第4話 プルニエ定食と珈琲 瀬戸の海辺の景色添え
列車が西ノ宮を過ぎ去ろうとする頃から、今度は女性の声で食堂車の案内。
ちょうど食事時間帯であることから、乗客を呼び込むことに余念がない。
実はこの二人とも、検札を済ませてすぐに隣の食堂車に入っている。
こちらも、満席というほどでもないが半分以上の席が客で埋まっている。
かの二人は、それぞれプルニエ定食を注文した。これは魚料理をメインとした定食。
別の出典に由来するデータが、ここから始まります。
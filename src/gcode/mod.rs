//! G-code parsing module.
//!
//! This module provides the incremental move tracker that turns raw G-code
//! lines into per-move geometric quantities, plus a small scanner for the
//! metadata that slicers embed in file headers.

pub mod metadata;
pub mod tracker;

pub use metadata::{scan_metadata, GCodeMetadata, METADATA_SCAN_LINES};
pub use tracker::{AxisPosition, MoveDescriptor, MoveTracker, ParsedLine};
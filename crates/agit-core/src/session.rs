//! Per-request session state resolved from the upstream identity provider.

use serde::Serialize;
use uuid::Uuid;

use crate::ValidationError;

pub const NICKNAME_MIN_CHARS: usize = 2;
pub const NICKNAME_MAX_CHARS: usize = 20;

/// Caller identity as asserted by the auth proxy.
#[derive(Debug, Clone, PartialEq, Eq)]
pub struct Identity {
    pub user_id: Uuid,
    pub email: Option<String>,
    pub display_name: Option<String>,
}

impl Identity {
    /// Nickname for a freshly created profile: the display name when it is
    /// a valid nickname, otherwise a name derived from the user id.
    #[must_use]
    pub fn default_nickname(&self) -> String {
        self.display_name
            .as_deref()
            .and_then(|name| validate_nickname(name).ok())
            .unwrap_or_else(|| self.fallback_nickname())
    }

    /// Id-derived nickname, unique as long as the id prefix is.
    #[must_use]
    pub fn fallback_nickname(&self) -> String {
        let simple = self.user_id.simple().to_string();
        format!("bunny-{}", &simple[..8])
    }
}

/// The profile fields a request needs once the caller is authenticated.
#[derive(Debug, Clone, PartialEq, Eq, Serialize)]
pub struct SessionProfile {
    pub id: Uuid,
    pub email: Option<String>,
    pub nickname: String,
    pub points: i64,
    pub rank: String,
}

/// Lifecycle of a request's caller.
///
/// `Authenticating` holds a verified identity whose profile row has not been
/// loaded (or created) yet.
#[derive(Debug, Clone, PartialEq, Eq, Default)]
pub enum Session {
    #[default]
    Anonymous,
    Authenticating(Identity),
    Authenticated {
        identity: Identity,
        profile: SessionProfile,
    },
}

impl Session {
    #[must_use]
    pub fn from_identity(identity: Option<Identity>) -> Self {
        identity.map_or(Self::Anonymous, Self::Authenticating)
    }

    /// Attach a loaded profile. Anonymous sessions stay anonymous.
    #[must_use]
    pub fn authenticate(self, profile: SessionProfile) -> Self {
        match self {
            Self::Anonymous => Self::Anonymous,
            Self::Authenticating(identity) | Self::Authenticated { identity, .. } => {
                Self::Authenticated { identity, profile }
            }
        }
    }

    #[must_use]
    pub fn identity(&self) -> Option<&Identity> {
        match self {
            Self::Anonymous => None,
            Self::Authenticating(identity) | Self::Authenticated { identity, .. } => Some(identity),
        }
    }

    #[must_use]
    pub fn user_id(&self) -> Option<Uuid> {
        self.identity().map(|i| i.user_id)
    }

    #[must_use]
    pub fn email(&self) -> Option<&str> {
        self.identity().and_then(|i| i.email.as_deref())
    }

    #[must_use]
    pub fn profile(&self) -> Option<&SessionProfile> {
        match self {
            Self::Authenticated { profile, .. } => Some(profile),
            _ => None,
        }
    }

    #[must_use]
    pub fn is_authenticated(&self) -> bool {
        matches!(self, Self::Authenticated { .. })
    }
}

/// Trim a requested nickname and check its length in characters.
///
/// # Errors
///
/// Returns [`ValidationError::Nickname`] outside 2..=20 characters.
pub fn validate_nickname(raw: &str) -> Result<String, ValidationError> {
    let trimmed = raw.trim();
    let len = trimmed.chars().count();
    if (NICKNAME_MIN_CHARS..=NICKNAME_MAX_CHARS).contains(&len) {
        Ok(trimmed.to_string())
    } else {
        Err(ValidationError::Nickname)
    }
}

#[cfg(test)]
mod tests {
    use super::*;

    fn identity(display_name: Option<&str>) -> Identity {
        Identity {
            user_id: Uuid::parse_str("6f1c2a9e-0000-4000-8000-000000000001").unwrap(),
            email: Some("bunny@example.com".to_string()),
            display_name: display_name.map(str::to_string),
        }
    }

    fn profile() -> SessionProfile {
        SessionProfile {
            id: Uuid::nil(),
            email: None,
            nickname: "carrot".to_string(),
            points: 0,
            rank: "아기 토끼".to_string(),
        }
    }

    #[test]
    fn missing_identity_is_anonymous() {
        let session = Session::from_identity(None);
        assert_eq!(session, Session::Anonymous);
        assert!(session.user_id().is_none());
        assert!(!session.is_authenticated());
    }

    #[test]
    fn identity_moves_through_authenticating_to_authenticated() {
        let session = Session::from_identity(Some(identity(None)));
        assert!(matches!(session, Session::Authenticating(_)));
        assert!(session.profile().is_none());

        let session = session.authenticate(profile());
        assert!(session.is_authenticated());
        assert_eq!(session.profile().map(|p| p.nickname.as_str()), Some("carrot"));
        assert_eq!(session.email(), Some("bunny@example.com"));
    }

    #[test]
    fn anonymous_cannot_be_authenticated() {
        assert_eq!(Session::Anonymous.authenticate(profile()), Session::Anonymous);
    }

    #[test]
    fn default_nickname_prefers_valid_display_name() {
        assert_eq!(identity(Some("  Hopper ")).default_nickname(), "Hopper");
        assert_eq!(identity(Some("x")).default_nickname(), "bunny-6f1c2a9e");
        assert_eq!(identity(None).default_nickname(), "bunny-6f1c2a9e");
    }

    #[test]
    fn nickname_length_counts_characters_not_bytes() {
        assert_eq!(validate_nickname("토끼").unwrap(), "토끼");
        assert_eq!(validate_nickname(" a ").unwrap_err(), ValidationError::Nickname);
        assert!(validate_nickname(&"a".repeat(21)).is_err());
        assert!(validate_nickname(&"a".repeat(20)).is_ok());
    }
}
ビーフステーキ程も値は張らない。
この後のこともあるので、二人ともビールなどの酒類は頼んでいない。
彼らが食事をしているうちに、列車は三ノ宮に到着。
ここでまた幾分の乗客が乗車してきた。降りる客はほとんどいない。程なく三ノ宮を出発した列車は、宵の口の元町駅をエンジン音も軽やかに通過。
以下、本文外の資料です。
use std::time::Duration;

use agit_core::{AppConfig, ValidationError};
use sqlx::{postgres::PgPoolOptions, PgPool};
use thiserror::Error;

// Path relative to crates/agit-db/Cargo.toml; resolves to <workspace-root>/migrations/
static MIGRATOR: sqlx::migrate::Migrator = sqlx::migrate!("../../migrations");

const DEFAULT_MAX_CONNECTIONS: u32 = 10;
const DEFAULT_MIN_CONNECTIONS: u32 = 1;
const DEFAULT_ACQUIRE_TIMEOUT_SECS: u64 = 10;

/// Postgres error code for `unique_violation`.
pub(crate) const UNIQUE_VIOLATION: &str = "23505";

#[derive(Debug, Clone, Copy)]
pub struct PoolConfig {
    pub max_connections: u32,
    pub min_connections: u32,
    pub acquire_timeout_secs: u64,
}

impl Default for PoolConfig {
    fn default() -> Self {
        Self {
            max_connections: DEFAULT_MAX_CONNECTIONS,
            min_connections: DEFAULT_MIN_CONNECTIONS,
            acquire_timeout_secs: DEFAULT_ACQUIRE_TIMEOUT_SECS,
        }
    }
}

impl PoolConfig {
    #[must_use]
    pub fn from_app_config(config: &AppConfig) -> Self {
        Self {
            max_connections: config.db_max_connections,
            min_connections: config.db_min_connections,
            acquire_timeout_secs: config.db_acquire_timeout_secs,
        }
    }
}

#[derive(Debug, Error)]
pub enum DbError {
    #[error("record not found")]
    NotFound,
    #[error("conflict: {0}")]
    Conflict(String),
    #[error(transparent)]
    Validation(#[from] ValidationError),
    #[error(transparent)]
    Sqlx(#[from] sqlx::Error),
    #[error(transparent)]
    Migration(#[from] sqlx::migrate::MigrateError),
}

impl DbError {
    pub(crate) fn is_unique_violation(err: &sqlx::Error) -> bool {
        err.as_database_error()
            .is_some_and(|db_err| db_err.code().as_deref() == Some(UNIQUE_VIOLATION))
    }
}

/// Connect to a Postgres pool using explicit URL and config.
///
/// # Errors
///
/// Returns [`sqlx::Error`] if the connection cannot be established.
pub async fn connect_pool(database_url: &str, config: PoolConfig) -> Result<PgPool, sqlx::Error> {
    PgPoolOptions::new()
        .max_connections(config.max_connections)
        .min_connections(config.min_connections)
        .acquire_timeout(Duration::from_secs(config.acquire_timeout_secs))
        .connect(database_url)
        .await
}

/// Run all pending migrations against the pool.
///
/// Returns the number of migrations that were applied.
///
/// # Errors
///
/// Returns [`sqlx::migrate::MigrateError`] if any migration fails.
pub async fn run_migrations(pool: &PgPool) -> Result<usize, sqlx::migrate::MigrateError> {
    // _sqlx_migrations does not exist on a fresh database; count that as zero.
    let applied_before = count_applied_migrations(pool).await;
    MIGRATOR.run(pool).await?;
    let applied_after = count_applied_migrations(pool).await;

    let delta = (applied_after - applied_before).max(0);
    Ok(usize::try_from(delta).unwrap_or(0))
}

async fn count_applied_migrations(pool: &PgPool) -> i64 {
    sqlx::query_scalar::<_, i64>("SELECT COUNT(*) FROM _sqlx_migrations WHERE success = true")
        .fetch_one(pool)
        .await
        .unwrap_or(0)
}

/// Send a `SELECT 1` to verify the pool has a live connection.
///
/// # Errors
///
/// Returns [`sqlx::Error`] if the query fails.
pub async fn ping(pool: &PgPool) -> Result<(), sqlx::Error> {
    sqlx::query_scalar::<_, i32>("SELECT 1")
        .fetch_one(pool)
        .await?;
    Ok(())
}

/// Ping the pool and return a typed error on failure.
///
/// # Errors
///
/// Returns [`DbError`] if the ping fails.
pub async fn health_check(pool: &PgPool) -> Result<(), DbError> {
    ping(pool).await?;
    Ok(())
}


pub mod areas;
pub mod favorites;
pub mod gifts;
pub mod profiles;
pub mod public_data;
pub mod reports;
pub mod reviews;

pub use areas::{
    find_nearest_area, get_area, insert_area, list_verified_areas, public_area_exists_at,
    update_verification, AreaFilter, AreaRow, NearbyAreaRow, NewArea,
};
pub use favorites::{is_favorite, list_favorite_area_ids, toggle_favorite};
pub use gifts::{list_gift_exchanges, redeem_gift, GiftExchangeRow, GiftRedemption};
pub use profiles::{
    add_points, delete_profile, ensure_profile, get_profile, update_nickname, ProfileRow,
};
pub use public_data::{import_public_areas, ImportSummary};
pub use reports::{
    insert_area_report, submit_report, AreaReportRow, ReportOutcome, ReportSubmission,
};
pub use reviews::{create_review, list_reviews, NewReview, ReviewRow};
use agit_core::Session;
use axum::{
    extract::{Path, State},
    Extension, Json,
};
use serde::Serialize;
use uuid::Uuid;

use crate::middleware::RequestId;

use super::{map_db_error, require_user, ApiError, ApiResponse, AppState};

#[derive(Debug, Serialize)]
pub(super) struct FavoriteState {
    area_id: Uuid,
    is_favorite: bool,
}

/// POST /api/v1/areas/{area_id}/favorite: flips the caller's favorite flag.
pub(super) async fn toggle_area_favorite(
    State(state): State<AppState>,
    Extension(req_id): Extension<RequestId>,
    Extension(session): Extension<Session>,
    Path(area_id): Path<Uuid>,
) -> Result<Json<ApiResponse<FavoriteState>>, ApiError> {
    let user_id = require_user(&req_id.0, &session)?;

    let is_favorite = agit_db::toggle_favorite(&state.pool, user_id, area_id)
        .await
        .map_err(|e| map_db_error(req_id.0.clone(), &e))?;

    Ok(Json(ApiResponse::new(
        FavoriteState {
            area_id,
            is_favorite,
        },
        req_id.0,
    )))
}

/// GET /api/v1/me/favorites: ids of the caller's favorite areas.
pub(super) async fn list_my_favorites(
    State(state): State<AppState>,
    Extension(req_id): Extension<RequestId>,
    Extension(session): Extension<Session>,
) -> Result<Json<ApiResponse<Vec<Uuid>>>, ApiError> {
    let user_id = require_user(&req_id.0, &session)?;

    let ids = agit_db::list_favorite_area_ids(&state.pool, user_id)
        .await
        .map_err(|e| map_db_error(req_id.0.clone(), &e))?;

    Ok(Json(ApiResponse::new(ids, req_id.0)))
}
後にいわゆるブルートレインを「青い流れ星」と評した鉄道雑誌があったが、こちらは夜行列車ではないとはいえ、言うなら、「赤と白の流れ星」かのごとく、その足さっそうとを山陽路に進めていく。
神戸を通過したら、ここからいよいよ山陽本線。
新長田、鷹取、須磨と、帰宅客にあふれる電車駅のホームをよそ眼に最新鋭の気動車特急は宵の口の瀬戸の海辺をさっそうと駆けていく。海には、漁師の舟や客船の灯りなどがちらほら、蛍のようにその灯火を海辺に添えている。
かなり早く食堂車に入れたおかげで、彼女たちの食事は三ノ宮を発車する頃には早くも提供された。
そそくさと食べ終えた彼らは、珈琲をそれぞれ追加注文した。
どちらもミルクと砂糖を入れて飲むが、かの有賀氏は、横の若い女性よりも幾分多めの砂糖とミルクを珈琲に投入する。
「別にこれ一杯で粘らなくても、席に戻れば背もたれを倒してゆっくりできますからね」
横の清美女史も、相槌を打つ。会計はすでに珈琲を頼んだ段階で済ませている。
列車は朝霧を過ぎたあたりで少し海から離れ、街中へと入っていく。
明石、西明石と市内の中心駅を通過し、さらに大久保、魚住と、明石市西部の小駅を軽々通過。
食事を終えた彼らは、魚住の次の土山を通過して間もなく食堂車を出て、隣の一等車の背もたれ付きの座席へと戻った。
さらに幾分の乗客が、三ノ宮から乗車した模様。